Not a Perfect Answer
However, a critical problem that is not addressed is that most of the existing garbage disclosures are embedded in the law. While the CFPA would have "sole authority to promulgate and interpret regulations under existing … statutes, such as the Truth in Lending (TIL) …" the disclosure requirements in TIL are very explicit and can’t be interpreted away.
For example, TIL states that mortgage lenders must disclose the total of payments over the life of the loan, and the amount financed, which is the loan amount less upfront lender charges. Both these disclosures are worse than useless, because they waste space and divert borrower attention.
Unless the CFPA can get out from under this type of legislated garbage, it will be extremely difficult to improve mortgage disclosures.
The authority of a CFPA would extend to all financial products offered to consumers, not just mortgages, and its powers would not be limited to mandating disclosures. CFPA would also have "authority to regulate unfair, deceptive or abusive acts or practices," and it would have the supervisory, examination and enforcement powers required for the purpose. These include the right to "place tailored restrictions on product terms and provider practices." This grant of widespread powers is what has made the financial community apoplectic about CFPA.
Limits Should Be in Place
The proposal includes examples of how this authority might be used. These include restricting or banning mandatory arbitration clauses in contracts with consumers, banning payments made by lenders to mortgage brokers, imposing a "duty of care" or a "duty of best execution" on financial intermediaries, banning prepayment penalties on certain types of mortgages and requiring that loan providers offer "plain vanilla" products alongside whatever other approved products they want to offer.
(Note: The proposal for a "plain vanilla" mortgage is poorly explained and has been widely misinterpreted. It refers not to a type of mortgage but to a method of pricing which can apply to any mortgage. A "plain vanilla" mortgage is a no-cost mortgage, where the only price to the borrower is the interest rate. The lender absorbs all third-party charges, as well as his own. The advantage to the borrower is that no-cost mortgages are relatively easy to shop. Since many, if not most, mortgage lenders offer a no-cost option now, the challenge to the CFPA would be to make them more prominent.)

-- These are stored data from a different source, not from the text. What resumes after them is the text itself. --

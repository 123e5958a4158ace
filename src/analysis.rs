//! Pure numeric building blocks shared by the pipeline stages, the market
//! monitor and the trackers: moving averages, Wilder RSI, pivot detection.

use crate::model::Candle;

/// Simple arithmetic mean of the last `period` closes (ascending input,
/// most recent last). `None` if there isn't enough history.
pub fn moving_average(closes: &[f64], period: usize) -> Option<f64> {
    if closes.len() < period || period == 0 {
        return None;
    }
    let window = &closes[closes.len() - period..];
    Some(window.iter().sum::<f64>() / period as f64)
}

/// Wilder's RSI with exponential smoothing, returned for every index from
/// `period` onward (ascending, aligned to `closes`). Index `i` in the
/// result corresponds to `closes[i + period]`.
pub fn rsi_wilder(closes: &[f64], period: usize) -> Vec<f64> {
    if closes.len() <= period || period == 0 {
        return Vec::new();
    }

    let mut gains = 0.0;
    let mut losses = 0.0;
    for i in 1..=period {
        let delta = closes[i] - closes[i - 1];
        if delta >= 0.0 {
            gains += delta;
        } else {
            losses -= delta;
        }
    }
    let mut avg_gain = gains / period as f64;
    let mut avg_loss = losses / period as f64;

    let mut out = Vec::with_capacity(closes.len() - period);
    out.push(rsi_from_avg(avg_gain, avg_loss));

    for i in (period + 1)..closes.len() {
        let delta = closes[i] - closes[i - 1];
        let (gain, loss) = if delta >= 0.0 { (delta, 0.0) } else { (0.0, -delta) };
        avg_gain = (avg_gain * (period as f64 - 1.0) + gain) / period as f64;
        avg_loss = (avg_loss * (period as f64 - 1.0) + loss) / period as f64;
        out.push(rsi_from_avg(avg_gain, avg_loss));
    }
    out
}

fn rsi_from_avg(avg_gain: f64, avg_loss: f64) -> f64 {
    if avg_loss == 0.0 {
        return 100.0;
    }
    let rs = avg_gain / avg_loss;
    100.0 - 100.0 / (1.0 + rs)
}

/// Indices (into `candles`) of local minima found with a `window`-bar
/// lookaround (a bar is a local minimum if its low is `<=` every other
/// low within `window` bars on each side).
pub fn local_minima(candles: &[Candle], window: usize) -> Vec<usize> {
    let mut out = Vec::new();
    if candles.len() < 2 * window + 1 {
        return out;
    }
    for i in window..candles.len() - window {
        let this_low = candles[i].low;
        let is_min = (i - window..=i + window)
            .filter(|&j| j != i)
            .all(|j| candles[j].low >= this_low);
        if is_min {
            out.push(i);
        }
    }
    out
}

/// `true` if `b` is greater than `a` within `tolerance_pct` percent (i.e.
/// `b >= a * (1 - tolerance_pct/100)`), used for "strictly increasing with
/// tolerance" sequences.
pub fn increasing_within_tolerance(a: f64, b: f64, tolerance_pct: f64) -> bool {
    b >= a * (1.0 - tolerance_pct / 100.0)
}

/// Population standard deviation.
pub fn stddev(values: &[f64]) -> f64 {
    if values.is_empty() {
        return 0.0;
    }
    let mean = values.iter().sum::<f64>() / values.len() as f64;
    let variance = values.iter().map(|v| (v - mean).powi(2)).sum::<f64>() / values.len() as f64;
    variance.sqrt()
}

pub fn mean(values: &[f64]) -> f64 {
    if values.is_empty() {
        0.0
    } else {
        values.iter().sum::<f64>() / values.len() as f64
    }
}

/// `stddev / |mean + 1|`, the "stability" metric for accumulation
/// analysis: low variance relative to a typical daily net size.
pub fn stability(values: &[f64]) -> f64 {
    let m = mean(values);
    stddev(values) / (m + 1.0).abs()
}

#[cfg(test)]
mod tests {
    use super::*;
    use chrono::NaiveDate;

    fn candle(d: &str, low: f64) -> Candle {
        Candle {
            date: NaiveDate::parse_from_str(d, "%Y-%m-%d").unwrap(),
            open: low,
            high: low,
            low,
            close: low,
            volume: 0.0,
        }
    }

    #[test]
    fn moving_average_needs_full_window() {
        assert_eq!(moving_average(&[1.0, 2.0], 3), None);
        assert_eq!(moving_average(&[1.0, 2.0, 3.0], 3), Some(2.0));
    }

    #[test]
    fn rsi_is_bounded_and_zero_on_monotone_decline() {
        let closes: Vec<f64> = (0..20).map(|i| 100.0 - i as f64).collect();
        let rsi = rsi_wilder(&closes, 14);
        assert!(!rsi.is_empty());
        for v in &rsi {
            assert!(*v >= 0.0 && *v <= 100.0);
        }
        assert!(rsi.last().unwrap() < &5.0);
    }

    #[test]
    fn local_minima_detects_single_dip() {
        let candles = vec![
            candle("2024-01-01", 10.0),
            candle("2024-01-02", 9.0),
            candle("2024-01-03", 5.0),
            candle("2024-01-04", 9.0),
            candle("2024-01-05", 10.0),
        ];
        let minima = local_minima(&candles, 2);
        assert_eq!(minima, vec![2]);
    }

    #[test]
    fn stability_is_low_variance_over_typical_size() {
        let s = stability(&[10.0, 10.0, 10.0]);
        assert!(s.abs() < 1e-9);
    }
}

I believe that creating accountability for consumer protection is essential, but I would have preferred to see the initial powers granted to the CFPA limited to mandatory disclosures. A first-rate disclosure system based on modern technology and the insights of behavioral science, unshackled from the grotesqueries of past efforts, can take consumer protection a long way. In the future, as the limitations of disclosure become clear, the agency could request the additional powers needed to deal with the problems that remained.
The proposed wide-ranging grant of powers to a CFPA makes me nervous. To be sure, the proposal is not to require the CFPA to take any of the drastic measures cited above, but to give it the authority to do so if it decided that less intrusive measures would not work.
The trouble is that it is far easier to, for example, ban prepayment penalties than to find creative ways to disclose penalties so that they become a useful option to borrowers. Nowhere in the proposal is the CFPA put on notice that options are generally good for consumers, and that the agency should impose a rigorous burden of proof on itself before taking one off the table.